Effect of antioxidant oxidation potential in the oxygen radical absorption capacity (ORAC) assay

The “oxygen radical absorption capacity” (ORAC) assay (Ou, B., Hampsch-Woodill, M., Prior, R.L. (2001). Development and validation of an improved oxygen radical absorbance capacity assay using fluorescein as the fluorescent probe. Journal of Agricultural and Food Chemistry 49, 4619–4626) is widely employed to determine antioxidant content of foods and uses fluorescein as a probe for oxidation by peroxyl radicals. Kinetic modeling of the ORAC assay suggests that the lag phase for loss of fluorescence results from equilibrium between antioxidant and fluorescein radicals and the value of the equilibrium constant determines the shape of the lag phase. For an efficient antioxidant this constitutes a “repair” reaction for fluoresceinyl radicals and produces a well defined lag phase.

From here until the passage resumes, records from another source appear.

//! # Event Routing
//!
//! Bus subscriptions that connect the bus to the entity store and the
//! stream controller.
//!
//! | Handler | Scope | Events |
//! |---------|-------|--------|
//! | [`EntityRouter`] | all instances | entity-scoped non-request events from peers |
//! | [`StreamRouter`] | local origin | streaming-capable requests |

use crate::adapters::entity_sink::fanout_target;
use async_trait::async_trait;
use nexus_bus::EventHandler;
use nexus_state::EntityStateStore;
use nexus_stream::StreamController;
use nexus_types::payload::to_payload;
use nexus_types::{EventEnvelope, EventSink, EventState, Failure, NexusError};
use std::sync::Arc;
use tracing::{debug, warn};

/// Brings events published on other instances to this node's entity subscribers.
///
/// `{entity_type}:state:v1:success` events carrying a state change are
/// applied to the local store before fan-out; everything else entity-scoped
/// is forwarded as is. Events of local origin were already fanned out when
/// they were emitted and are skipped.
pub struct EntityRouter {
    instance_id: String,
    entity_type: String,
    store: Arc<EntityStateStore>,
}

impl EntityRouter {
    #[must_use]
    pub fn new(instance_id: impl Into<String>, store: Arc<EntityStateStore>) -> Arc<Self> {
        Arc::new(Self {
            instance_id: instance_id.into(),
            entity_type: store.config().entity_type.clone(),
            store,
        })
    }

    fn is_state_change(&self, envelope: &EventEnvelope) -> bool {
        envelope.event_type.service() == self.entity_type
            && envelope.event_type.action() == "state"
            && envelope.state() == EventState::Success
    }
}

#[async_trait]
impl EventHandler for EntityRouter {
    async fn handle(&self, envelope: Arc<EventEnvelope>) -> Result<(), NexusError> {
        if envelope.metadata.origin_instance.as_deref() == Some(self.instance_id.as_str()) {
            return Ok(());
        }
        let Some(entity_id) = fanout_target(&envelope).map(str::to_string) else {
            return Ok(());
        };

        if self.is_state_change(&envelope) {
            match self.store.apply_replicated(envelope.clone()).await {
                Ok(version) => {
                    debug!(entity_id = %entity_id, version, origin = ?envelope.metadata.origin_instance, "Remote state applied");
                    return Ok(());
                }
                // A `state` read reply: a snapshot, not a change.
                Err(NexusError::Serialization(_)) => {}
                Err(e) => return Err(e),
            }
        }

        self.store.notify(&entity_id, envelope).await;
        Ok(())
    }
}

/// Starts stream sessions for streaming-capable requests published on this node.
pub struct StreamRouter {
    controller: Arc<StreamController>,
    sink: Arc<dyn EventSink>,
}

impl StreamRouter {
    #[must_use]
    pub fn new(controller: Arc<StreamController>, sink: Arc<dyn EventSink>) -> Arc<Self> {
        Arc::new(Self { controller, sink })
    }

    /// One `{topic}:*:requested` pattern per registered stream handler.
    #[must_use]
    pub fn patterns(controller: &StreamController) -> Vec<String> {
        controller
            .topics()
            .into_iter()
            .map(|topic| format!("{topic}:*:requested"))
            .collect()
    }
}

#[async_trait]
impl EventHandler for StreamRouter {
    async fn handle(&self, request: Arc<EventEnvelope>) -> Result<(), NexusError> {
        if !self.controller.is_streaming(&request) {
            return Ok(());
        }
        match self.controller.start((*request).clone()).await {
            Ok(session_id) => {
                debug!(session_id = %session_id, event_type = %request.event_type, "Stream session routed");
                Ok(())
            }
            Err(err @ NexusError::Busy { .. }) => {
                warn!(event_type = %request.event_type, error = %err, "Stream request rejected");
                let payload = to_payload(&Failure::from(&err))?;
                self.sink.emit(request.reply(EventState::Failed, payload)).await
            }
            Err(NexusError::Closed) => Ok(()),
            Err(err) => {
                warn!(event_type = %request.event_type, error = %err, "Stream request ignored");
                Ok(())
            }
        }
    }
}

#[cfg(test)]
mod tests {
    use super::*;
    use nexus_state::StoreConfig;
    use nexus_stream::{stream_handler_fn, StreamConfig};
    use nexus_types::{EventType, FailureReason, RecordingSink, StateChange};
    use serde_json::{json, Value};
    use std::time::Duration;
    use tokio::time::timeout;

    fn remote(raw: &str, entity: &str, payload: Value) -> Arc<EventEnvelope> {
        let mut envelope = EventEnvelope::new(EventType::parse(raw).unwrap(), payload).with_entity(entity);
        envelope.metadata.origin_instance = Some("peer".into());
        Arc::new(envelope)
    }

    fn change(entity: &str, version: u64, patch: Value) -> Value {
        let patch = patch.as_object().unwrap().clone();
        to_payload(&StateChange {
            entity_id: entity.into(),
            entity_type: "campaign".into(),
            version,
            last_updated: chrono::Utc::now(),
            state: patch.clone(),
            patch,
            replace: false,
            actor_id: None,
        })
        .unwrap()
    }

    #[tokio::test]
    async fn test_remote_state_change_applied_and_fanned_out() {
        let store = EntityStateStore::new(StoreConfig::default());
        let router = EntityRouter::new("self", store.clone());
        let mut sub = store.subscribe("42", "u1").unwrap();

        router
            .handle(remote("campaign:state:v1:success", "42", change("42", 3, json!({"title": "X"}))))
            .await
            .unwrap();

        let snapshot = store.snapshot("42").unwrap();
        assert_eq!(snapshot.state.get("title"), Some(&json!("X")));
        assert_eq!(snapshot.version, 3);
        let got = timeout(Duration::from_secs(1), sub.recv()).await.unwrap().unwrap();
        assert_eq!(got.event_type.to_string(), "campaign:state:v1:success");
    }

    #[tokio::test]
    async fn test_remote_lifecycle_event_forwarded() {
        let store = EntityStateStore::new(StoreConfig::default());
        let router = EntityRouter::new("self", store.clone());
        let mut sub = store.subscribe("42", "u1").unwrap();

        router
            .handle(remote("campaign:update:v1:started", "42", json!({})))
            .await
            .unwrap();
        // A snapshot reply is forwarded without touching state.
        router
            .handle(remote("campaign:state:v1:success", "42", json!({"entity_id": "42", "state": {}})))
            .await
            .unwrap();

        let first = timeout(Duration::from_secs(1), sub.recv()).await.unwrap().unwrap();
        assert_eq!(first.state(), EventState::Started);
        let second = timeout(Duration::from_secs(1), sub.recv()).await.unwrap().unwrap();
        assert_eq!(second.event_type.action(), "state");
        assert_eq!(store.snapshot("42").unwrap().version, 0);
    }

    #[tokio::test]
    async fn test_local_and_request_events_skipped() {
        let store = EntityStateStore::new(StoreConfig::default());
        let router = EntityRouter::new("self", store.clone());
        let mut sub = store.subscribe("42", "u1").unwrap();

        let mut local = EventEnvelope::new(EventType::parse("campaign:update:v1:success").unwrap(), json!({}))
            .with_entity("42");
        local.metadata.origin_instance = Some("self".into());
        router.handle(Arc::new(local)).await.unwrap();
        router
            .handle(remote("campaign:update:v1:requested", "42", json!({})))
            .await
            .unwrap();

        assert!(sub.try_recv().is_none());
    }

    fn controller(sink: Arc<RecordingSink>, max_sessions: usize) -> Arc<StreamController> {
        StreamController::builder(sink)
            .config(StreamConfig {
                max_sessions,
                ..StreamConfig::default()
            })
            .register(
                "campaign:stream_state",
                stream_handler_fn(|ctx| async move {
                    ctx.cancelled().await;
                    Ok(Value::Null)
                }),
            )
            .build()
    }

    fn stream_request() -> Arc<EventEnvelope> {
        Arc::new(EventEnvelope::new(
            EventType::parse("campaign:stream_state:v1:requested").unwrap(),
            json!({}),
        ))
    }

    #[tokio::test]
    async fn test_stream_router_busy_emits_failed() {
        let sink = Arc::new(RecordingSink::new());
        let controller = controller(sink.clone(), 1);
        let router = StreamRouter::new(controller.clone(), sink.clone());

        router.handle(stream_request()).await.unwrap();
        let rejected = stream_request();
        router.handle(rejected.clone()).await.unwrap();

        let failed: Vec<EventEnvelope> = sink
            .events()
            .into_iter()
            .filter(|e| e.state() == EventState::Failed)
            .collect();
        assert_eq!(failed.len(), 1);
        assert_eq!(failed[0].correlation_id, rejected.correlation_id);
        let failure: Failure = failed[0].decode_payload().unwrap();
        assert_eq!(failure.reason, FailureReason::Busy);
        assert_eq!(controller.active_count(), 1);
        controller.shutdown().await;
    }

    #[test]
    fn test_stream_patterns() {
        let controller = controller(Arc::new(RecordingSink::new()), 1);
        assert_eq!(
            StreamRouter::patterns(&controller),
            vec!["campaign:stream_state:*:requested"]
        );
    }
}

The lag phase becomes less marked with increasing oxidation potential of the antioxidant. Pulse radiolysis confirms that fluoresceinyl radicals are rapidly (k ∼ 109 dm3 mol−1 s−1) reduced by Trolox C, a water soluble vitamin E analogue. ORAC assays of phenols with varying oxidation potentials suggest that it might be employed to obtain an estimate of the redox potential of antioxidants within food materials.